Sonos: not everyone has perfectly square rooms that fit 5.1 systems.
+1 here.... Especially when the new Ikea speakers will come out, people won't understand the Sonos-room-principle-idea
+1 here.... Especially when the new Ikea speakers will come out, people won't understand the Sonos-room-principle-ideaThat may be true, but the concept of a 'room' as a label for particular, logical operating units is fundamental to Sonos' system design. It can be a building block for other arrangements by grouping. That produces a system that is coherent and flexible.

It is fundamental. It isn't going to change.
So, I'll just have to live with multiple 'rooms' in my physical room? --todo: insert inception meme image here
So, I'll just have to live with multiple 'rooms' in my physical room? --todo: insert inception meme image here

Or you could optimize your sound by sticking with the standard Sonos room configuration(s), and using the extra speakers elsewhere in the home.
+1 here.... Especially when the new Ikea speakers will come out, people won't understand the Sonos-room-principle-idea

It's not like it's a hard concept to understand. And although, it seems like an easy thing for Sonos to implement, there are several consequences to consider from enabling such a feature. You may want to have 2 mono speakers to the same room, but what about the guy who wants to add 20? And then there is trueplay to consider? Trueplay currently tunes anything that's in the same logical room. How do you explain to a customer that you can trueplay a stereo pair, but not 2,3, or 4 etc mono speakers? What about HT setups? Are customers going to easily understand that those 2 extra speakers you want in the back for surround won't actually play surround, but they'll be slightly delayed behind the all the other speakers?
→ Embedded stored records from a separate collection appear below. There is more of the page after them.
//! Transport seam
//!
//! The topology never talks to hardware directly. Everything it needs from
//! the bus (enumeration, raw descriptor bytes, string descriptors) comes
//! through a [`Transport`]. Handles are always acquired through
//! [`OpenHandle`], which closes them when dropped.

use common::{DeviceIdentity, EnumeratedDevice, Error, Result};
use descriptor::DescriptorKind;
use tracing::debug;

/// Access to a USB bus
pub trait Transport: Send + Sync {
    /// Per-device handle returned by [`Transport::open`]
    type Handle;

    /// Flat list of the devices currently present
    fn enumerate(&self) -> Result<Vec<EnumeratedDevice>>;

    fn open(&self, identity: DeviceIdentity) -> Result<Self::Handle>;

    fn close(&self, handle: Self::Handle);

    /// Raw bytes of a standard descriptor
    ///
    /// For [`DescriptorKind::Configuration`] this is the whole bundle of
    /// `wTotalLength` bytes; `index` selects the configuration.
    fn raw_descriptor(
        &self,
        handle: &Self::Handle,
        kind: DescriptorKind,
        index: u8,
    ) -> Result<Vec<u8>>;

    /// ASCII rendering of a string descriptor
    fn string_descriptor(&self, handle: &Self::Handle, index: u8) -> Result<String>;
}

/// A transport handle that is closed on drop
pub struct OpenHandle<'a, T: Transport + ?Sized> {
    transport: &'a T,
    identity: DeviceIdentity,
    handle: Option<T::Handle>,
}

impl<'a, T: Transport + ?Sized> OpenHandle<'a, T> {
    pub fn open(transport: &'a T, identity: DeviceIdentity) -> Result<Self> {
        let handle = transport.open(identity)?;
        debug!("Opened transport handle for {}", identity);
        Ok(Self {
            transport,
            identity,
            handle: Some(handle),
        })
    }

    pub fn raw_descriptor(&self, kind: DescriptorKind, index: u8) -> Result<Vec<u8>> {
        let handle = self
            .handle
            .as_ref()
            .ok_or_else(|| Error::Transport(format!("handle for {} already closed", self.identity)))?;
        self.transport.raw_descriptor(handle, kind, index)
    }

    /// Read a string descriptor, treating index 0 and failures as absent
    pub fn optional_string(&self, index: u8) -> Option<String> {
        if index == 0 {
            return None;
        }
        let handle = self.handle.as_ref()?;
        match self.transport.string_descriptor(handle, index) {
            Ok(s) => Some(s),
            Err(e) => {
                debug!(
                    "Could not read string {} from {}: {}",
                    index, self.identity, e
                );
                None
            }
        }
    }
}

impl<T: Transport + ?Sized> Drop for OpenHandle<'_, T> {
    fn drop(&mut self) {
        if let Some(handle) = self.handle.take() {
            self.transport.close(handle);
            debug!("Closed transport handle for {}", self.identity);
        }
    }
}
I think the rooms that Sonos currently have are actually the easiest to understand when you factor all the features that a room has. Perhaps what might make everyone happy is a more robust 'named group' that can be referenced in the Sonos app rooms tab as well as third party controls.
Dont forget the potential issues when using voice control.
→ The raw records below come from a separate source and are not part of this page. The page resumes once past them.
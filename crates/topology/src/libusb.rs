//! libusb transport
//!
//! Enumerates the bus through rusb and reads raw descriptors with a
//! standard `GET_DESCRIPTOR` control request. Opening a device needs
//! write access to its device node, which unprivileged users usually lack;
//! in that case the descriptors libusb cached at enumeration time are
//! re-encoded instead.

use crate::transport::Transport;
use common::{DeviceIdentity, EnumeratedDevice, Error, Result};
use descriptor::{
    CLASS_HUB, Configuration, ConfigurationDescriptor, DescriptorKind, DeviceDescriptor, Endpoint,
    EndpointDescriptor, Interface, InterfaceDescriptor,
};
use rusb::{Context, Device, DeviceHandle, Direction, Recipient, RequestType, UsbContext};
use std::time::Duration;
use tracing::{debug, warn};

/// Linux Foundation, used by the kernel's host-controller root hubs
const LINUX_FOUNDATION_VID: u16 = 0x1d6b;

const GET_DESCRIPTOR: u8 = 0x06;

const DEFAULT_TIMEOUT: Duration = Duration::from_secs(1);

pub struct LibUsbTransport {
    context: Context,
    skip_root_hubs: bool,
    timeout: Duration,
}

/// An enumerated device, opened when permissions allow
pub struct LibUsbHandle {
    device: Device<Context>,
    handle: Option<DeviceHandle<Context>>,
}

impl LibUsbTransport {
    pub fn new() -> Result<Self> {
        let context = Context::new().map_err(transport_error)?;
        Ok(Self {
            context,
            skip_root_hubs: false,
            timeout: DEFAULT_TIMEOUT,
        })
    }

    /// Leave the host controllers' own root hubs out of the enumeration
    ///
    /// Devices below them then attach directly to the virtual root hub.
    pub fn with_skip_root_hubs(mut self, skip: bool) -> Self {
        self.skip_root_hubs = skip;
        self
    }

    pub fn with_timeout(mut self, timeout: Duration) -> Self {
        self.timeout = timeout;
        self
    }

    fn is_root_hub(device: &Device<Context>) -> bool {
        device
            .device_descriptor()
            .map(|d| d.vendor_id() == LINUX_FOUNDATION_VID && d.class_code() == CLASS_HUB)
            .unwrap_or(false)
    }

    fn find(&self, identity: DeviceIdentity) -> Result<Device<Context>> {
        let devices = self.context.devices().map_err(transport_error)?;
        devices
            .iter()
            .find(|d| d.bus_number() == identity.bus && d.address() == identity.address)
            .ok_or_else(|| Error::Transport(format!("device {} not found", identity)))
    }

    fn read_descriptor(
        &self,
        handle: &DeviceHandle<Context>,
        kind: DescriptorKind,
        index: u8,
    ) -> Result<Vec<u8>> {
        let value = (u16::from(kind.descriptor_type()) << 8) | u16::from(index);
        let read = |len: usize| -> Result<Vec<u8>> {
            let mut buffer = vec![0u8; len];
            let n = handle
                .read_control(
                    rusb::request_type(Direction::In, RequestType::Standard, Recipient::Device),
                    GET_DESCRIPTOR,
                    value,
                    0,
                    &mut buffer,
                    self.timeout,
                )
                .map_err(transport_error)?;
            buffer.truncate(n);
            Ok(buffer)
        };

        match kind {
            DescriptorKind::Device => read(usize::from(kind.minimum_length())),
            DescriptorKind::Configuration => {
                // Header first, for wTotalLength
                let header = read(usize::from(kind.minimum_length()))?;
                if header.len() < 4 {
                    return Ok(header);
                }
                let total = u16::from_le_bytes([header[2], header[3]]);
                read(usize::from(total))
            }
            other => Err(unsupported(other)),
        }
    }

    fn cached_descriptor(
        &self,
        device: &Device<Context>,
        kind: DescriptorKind,
        index: u8,
    ) -> Result<Vec<u8>> {
        match kind {
            DescriptorKind::Device => {
                let cached = device.device_descriptor().map_err(transport_error)?;
                Ok(encode_device(&cached).to_bytes())
            }
            DescriptorKind::Configuration => {
                let cached = device.config_descriptor(index).map_err(transport_error)?;
                Ok(encode_configuration(&cached).to_bytes())
            }
            other => Err(unsupported(other)),
        }
    }
}

impl Transport for LibUsbTransport {
    type Handle = LibUsbHandle;

    fn enumerate(&self) -> Result<Vec<EnumeratedDevice>> {
        let devices = self.context.devices().map_err(transport_error)?;
        let mut enumeration = Vec::new();

        for device in devices.iter() {
            if self.skip_root_hubs && Self::is_root_hub(&device) {
                debug!(
                    "Skipping root hub: bus={}, addr={}",
                    device.bus_number(),
                    device.address()
                );
                continue;
            }

            let parent = device
                .get_parent()
                .filter(|parent| !(self.skip_root_hubs && Self::is_root_hub(parent)))
                .map(|parent| identity_of(&parent));

            enumeration.push(EnumeratedDevice {
                identity: identity_of(&device),
                parent,
                port_number: parent.map(|_| device.port_number()),
            });
        }

        debug!("Enumerated {} devices", enumeration.len());
        Ok(enumeration)
    }

    fn open(&self, identity: DeviceIdentity) -> Result<Self::Handle> {
        let device = self.find(identity)?;
        let handle = match device.open() {
            Ok(handle) => Some(handle),
            Err(e) => {
                debug!(
                    "Cannot open {} ({}), using cached descriptors",
                    identity, e
                );
                None
            }
        };
        Ok(LibUsbHandle { device, handle })
    }

    fn close(&self, handle: Self::Handle) {
        // libusb closes the device when the handle is dropped
        drop(handle);
    }

    fn raw_descriptor(
        &self,
        handle: &Self::Handle,
        kind: DescriptorKind,
        index: u8,
    ) -> Result<Vec<u8>> {
        if let Some(opened) = &handle.handle {
            match self.read_descriptor(opened, kind, index) {
                Ok(bytes) => return Ok(bytes),
                Err(e) => warn!(
                    "GET_DESCRIPTOR({}) failed on {}: {}, using cached copy",
                    kind,
                    identity_of(&handle.device),
                    e
                ),
            }
        }
        self.cached_descriptor(&handle.device, kind, index)
    }

    fn string_descriptor(&self, handle: &Self::Handle, index: u8) -> Result<String> {
        let opened = handle.handle.as_ref().ok_or_else(|| {
            Error::Transport(format!("{} is not open", identity_of(&handle.device)))
        })?;
        opened
            .read_string_descriptor_ascii(index)
            .map_err(transport_error)
    }
}

fn identity_of(device: &Device<Context>) -> DeviceIdentity {
    DeviceIdentity::new(device.bus_number(), device.address())
}

fn transport_error(e: rusb::Error) -> Error {
    Error::Transport(e.to_string())
}

fn unsupported(kind: DescriptorKind) -> Error {
    Error::Transport(format!("{} descriptors are not directly readable", kind))
}

/// Back to the BCD form libusb parsed the version from
fn version_bcd(version: rusb::Version) -> u16 {
    let major = u16::from(version.major());
    ((major / 10) << 12)
        | ((major % 10) << 8)
        | (u16::from(version.minor()) << 4)
        | u16::from(version.sub_minor())
}

fn encode_device(cached: &rusb::DeviceDescriptor) -> DeviceDescriptor {
    DeviceDescriptor {
        length: DescriptorKind::Device.minimum_length(),
        descriptor_type: DescriptorKind::Device.descriptor_type(),
        bcd_usb: version_bcd(cached.usb_version()),
        device_class: cached.class_code(),
        device_sub_class: cached.sub_class_code(),
        device_protocol: cached.protocol_code(),
        max_packet_size0: cached.max_packet_size(),
        vendor_id: cached.vendor_id(),
        product_id: cached.product_id(),
        bcd_device: version_bcd(cached.device_version()),
        manufacturer_index: cached.manufacturer_string_index().unwrap_or(0),
        product_index: cached.product_string_index().unwrap_or(0),
        serial_number_index: cached.serial_number_string_index().unwrap_or(0),
        num_configurations: cached.num_configurations(),
    }
}

/// Rebuild a configuration from libusb's parse
///
/// Class-specific descriptors are not carried over; `to_bytes` recomputes
/// `wTotalLength` for what remains.
fn encode_configuration(cached: &rusb::ConfigDescriptor) -> Configuration {
    let mut attributes = 0x80;
    if cached.self_powered() {
        attributes |= 0x40;
    }
    if cached.remote_wakeup() {
        attributes |= 0x20;
    }

    let mut interfaces = Vec::new();
    for interface in cached.interfaces() {
        for setting in interface.descriptors() {
            let endpoints = setting
                .endpoint_descriptors()
                .map(|endpoint| Endpoint {
                    descriptor: encode_endpoint(&endpoint),
                    extra: Vec::new(),
                })
                .collect();
            interfaces.push(Interface {
                descriptor: InterfaceDescriptor {
                    length: DescriptorKind::Interface.minimum_length(),
                    descriptor_type: DescriptorKind::Interface.descriptor_type(),
                    interface_number: setting.interface_number(),
                    alternate_setting: setting.setting_number(),
                    num_endpoints: setting.num_endpoints(),
                    interface_class: setting.class_code(),
                    interface_sub_class: setting.sub_class_code(),
                    interface_protocol: setting.protocol_code(),
                    interface_index: setting.description_string_index().unwrap_or(0),
                },
                endpoints,
                extra: Vec::new(),
            });
        }
    }

    Configuration {
        descriptor: ConfigurationDescriptor {
            length: DescriptorKind::Configuration.minimum_length(),
            descriptor_type: DescriptorKind::Configuration.descriptor_type(),
            total_length: 0,
            num_interfaces: cached.num_interfaces(),
            configuration_value: cached.number(),
            configuration_index: cached.description_string_index().unwrap_or(0),
            attributes,
            max_power: u8::try_from(cached.max_power() / 2).unwrap_or(u8::MAX),
        },
        interfaces,
        extra: Vec::new(),
    }
}

fn encode_endpoint(cached: &rusb::EndpointDescriptor) -> EndpointDescriptor {
    let transfer = match cached.transfer_type() {
        rusb::TransferType::Control => 0,
        rusb::TransferType::Isochronous => 1,
        rusb::TransferType::Bulk => 2,
        rusb::TransferType::Interrupt => 3,
    };
    let sync = match cached.sync_type() {
        rusb::SyncType::NoSync => 0,
        rusb::SyncType::Asynchronous => 1,
        rusb::SyncType::Adaptive => 2,
        rusb::SyncType::Synchronous => 3,
    };
    let usage = match cached.usage_type() {
        rusb::UsageType::Data => 0,
        rusb::UsageType::Feedback => 1,
        rusb::UsageType::FeedbackData => 2,
        rusb::UsageType::Reserved => 3,
    };

    EndpointDescriptor {
        length: DescriptorKind::Endpoint.minimum_length(),
        descriptor_type: DescriptorKind::Endpoint.descriptor_type(),
        endpoint_address: cached.address(),
        attributes: transfer | (sync << 2) | (usage << 4),
        max_packet_size: cached.max_packet_size(),
        interval: cached.interval(),
        refresh: 0,
        synch_address: 0,
    }
}

#[cfg(test)]
mod tests {
    use super::*;

    #[test]
    fn test_version_bcd() {
        assert_eq!(version_bcd(rusb::Version::from_bcd(0x0200)), 0x0200);
        assert_eq!(version_bcd(rusb::Version::from_bcd(0x0310)), 0x0310);
        assert_eq!(version_bcd(rusb::Version::from_bcd(0x1234)), 0x1234);
    }
}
So, I'll just have to live with multiple 'rooms' in my physical room? --todo: insert inception meme image hereOr you could optimize your sound by sticking with the standard Sonos room configuration(s), and using the extra speakers elsewhere in the home.


The problem isn't optimizing the sound as much as optimizing the room. My rooms just aren't compatible with the Sonos way of thinking. It's very arrogant of Sonos to presume they know what kind of setup I need without knowing what my house looks like. I should get to decide what is one room and what isn't, Sonos shouldn't interfere with this.
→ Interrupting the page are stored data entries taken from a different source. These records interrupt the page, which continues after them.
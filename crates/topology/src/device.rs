//! Device nodes
//!
//! A [`DeviceNode`] is one device in the topology tree: its decoded device
//! descriptor, its parsed configurations and, for hubs, the [`PortSet`]
//! of downstream ports. Ownership flows downward (hub -> port set -> port
//! -> device); the link from a device back to its parent port is a `Weak`
//! reference that is never used to keep the hub alive.

use crate::events::DeviceListener;
use crate::port::{Port, PortNumber};
use crate::port_set::PortSet;
use common::{DeviceIdentity, DispatchReport, Error, EventNotifier, Result};
use descriptor::{Configuration, DescriptorError, DeviceDescriptor, class_name};
use serde::Serialize;
use std::fmt;
use std::sync::{Arc, Mutex, MutexGuard, PoisonError, Weak};

/// String descriptors cached at construction time
#[derive(Debug, Clone, Default, PartialEq, Eq, Serialize)]
pub struct DeviceStrings {
    pub manufacturer: Option<String>,
    pub product: Option<String>,
    pub serial_number: Option<String>,
}

/// Where a device is plugged in
#[derive(Debug, Clone)]
pub(crate) struct ParentLink {
    pub(crate) hub: Weak<DeviceNode>,
    pub(crate) port: PortNumber,
}

pub struct DeviceNode {
    /// `None` only for the root hub
    identity: Option<DeviceIdentity>,
    descriptor: DeviceDescriptor,
    configurations: Vec<Configuration>,
    strings: DeviceStrings,
    parent: Mutex<Option<ParentLink>>,
    /// Present exactly when the device class is hub
    ports: Option<PortSet>,
    listeners: EventNotifier<dyn DeviceListener>,
}

impl DeviceNode {
    /// Create a node for a physical device
    ///
    /// Hubs must come with at least one configuration; anything else is a
    /// malformed descriptor set and no node is created.
    pub fn new(
        identity: DeviceIdentity,
        descriptor: DeviceDescriptor,
        configurations: Vec<Configuration>,
        strings: DeviceStrings,
    ) -> Result<Arc<Self>> {
        if descriptor.is_hub() && configurations.is_empty() {
            return Err(DescriptorError::NoConfiguration.into());
        }
        Ok(Self::build(
            Some(identity),
            descriptor,
            configurations,
            strings,
        ))
    }

    pub(crate) fn build(
        identity: Option<DeviceIdentity>,
        descriptor: DeviceDescriptor,
        configurations: Vec<Configuration>,
        strings: DeviceStrings,
    ) -> Arc<Self> {
        let is_hub = descriptor.is_hub();
        Arc::new_cyclic(|me| Self {
            identity,
            descriptor,
            configurations,
            strings,
            parent: Mutex::new(None),
            ports: is_hub.then(|| PortSet::new(me.clone())),
            listeners: EventNotifier::new("device listeners"),
        })
    }

    pub fn identity(&self) -> Option<DeviceIdentity> {
        self.identity
    }

    pub fn descriptor(&self) -> &DeviceDescriptor {
        &self.descriptor
    }

    pub fn configurations(&self) -> &[Configuration] {
        &self.configurations
    }

    /// Look up a configuration by its `bConfigurationValue`
    pub fn configuration(&self, value: u8) -> Option<&Configuration> {
        self.configurations.iter().find(|c| c.value() == value)
    }

    pub fn strings(&self) -> &DeviceStrings {
        &self.strings
    }

    pub fn is_hub(&self) -> bool {
        self.ports.is_some()
    }

    pub fn is_root_hub(&self) -> bool {
        self.identity.is_none()
    }

    /// Short human-readable label for logs
    pub fn label(&self) -> String {
        match self.identity {
            Some(identity) => format!(
                "{} {:04x}:{:04x} ({})",
                identity,
                self.descriptor.vendor_id,
                self.descriptor.product_id,
                class_name(self.descriptor.device_class)
            ),
            None => "root hub".to_string(),
        }
    }

    // ------------------------------------------------------------------
    // Parent port
    // ------------------------------------------------------------------

    pub(crate) fn parent_link(&self) -> Option<ParentLink> {
        self.lock_parent().clone()
    }

    pub(crate) fn set_parent(&self, link: Option<ParentLink>) {
        *self.lock_parent() = link;
    }

    /// The hub and port this device is attached to
    pub fn parent_port(&self) -> Option<(Arc<DeviceNode>, PortNumber)> {
        let link = self.parent_link()?;
        Some((link.hub.upgrade()?, link.port))
    }

    pub fn parent_hub(&self) -> Option<Arc<DeviceNode>> {
        self.parent_port().map(|(hub, _)| hub)
    }

    pub fn port_number(&self) -> Option<PortNumber> {
        self.parent_link().map(|link| link.port)
    }

    pub fn is_attached(&self) -> bool {
        self.parent_link().is_some()
    }

    // ------------------------------------------------------------------
    // Hub operations
    // ------------------------------------------------------------------

    pub fn port_set(&self) -> Option<&PortSet> {
        self.ports.as_ref()
    }

    /// Snapshot of the downstream ports; empty for non-hubs
    pub fn ports(&self) -> Vec<Port> {
        self.ports.as_ref().map(PortSet::ports).unwrap_or_default()
    }

    pub fn port(&self, number: PortNumber) -> Option<Port> {
        self.ports.as_ref()?.port(number)
    }

    pub fn port_count(&self) -> usize {
        self.ports.as_ref().map_or(0, PortSet::len)
    }

    /// Snapshot of the devices on this hub's ports
    ///
    /// The returned list is a copy; later attach or detach operations do
    /// not change it.
    pub fn attached_devices(&self) -> Vec<Arc<DeviceNode>> {
        self.ports
            .as_ref()
            .map(PortSet::attached_devices)
            .unwrap_or_default()
    }

    pub fn connect_device(&self, device: Arc<DeviceNode>) -> Result<PortNumber> {
        self.ports.as_ref().ok_or(Error::NotAHub)?.connect(device)
    }

    pub fn disconnect_device(&self, device: &Arc<DeviceNode>) -> Option<PortNumber> {
        self.ports.as_ref()?.disconnect(device)
    }

    // ------------------------------------------------------------------
    // Listeners
    // ------------------------------------------------------------------

    pub fn add_listener(&self, listener: Arc<dyn DeviceListener>) -> Result<()> {
        self.listeners.register(listener)
    }

    pub fn remove_listener(&self, listener: &Arc<dyn DeviceListener>) -> Result<()> {
        self.listeners.unregister(listener)
    }

    pub(crate) fn notify_detached(&self) -> DispatchReport {
        self.listeners
            .dispatch("device detached", |listener| listener.device_detached(self))
    }

    fn lock_parent(&self) -> MutexGuard<'_, Option<ParentLink>> {
        self.parent.lock().unwrap_or_else(PoisonError::into_inner)
    }
}

impl fmt::Debug for DeviceNode {
    fn fmt(&self, f: &mut fmt::Formatter<'_>) -> fmt::Result {
        f.debug_struct("DeviceNode")
            .field("identity", &self.identity)
            .field("vendor_id", &format_args!("{:#06x}", self.descriptor.vendor_id))
            .field("product_id", &format_args!("{:#06x}", self.descriptor.product_id))
            .field("hub", &self.is_hub())
            .field("port", &self.port_number())
            .finish()
    }
}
The problem isn't optimizing the sound as much as optimizing the room. My rooms just aren't compatible with the Sonos way of thinking. It's very arrogant of Sonos to presume they know what kind of setup I need without knowing what my house looks like. I should get to decide what is one room and what isn't, Sonos shouldn't interfere with this.


So group them. That's what grouping is for.

And arrogant? Sonos is a corporation, they cannot take on human characteristics. And Sonos are not "interfering" with anything, it's their product. They design it, and they get to decide how it works! If you don't like their product, you are perfectly free to choose another.
The thing here is that "room" in sonos equals a technical group of speakers wich is defined by functionality (compability as stereo/other group).

The Solution could be adding an additional abstraction level to allow different technical groups to form a "room" to beter represent the rel life speaker-topology in software.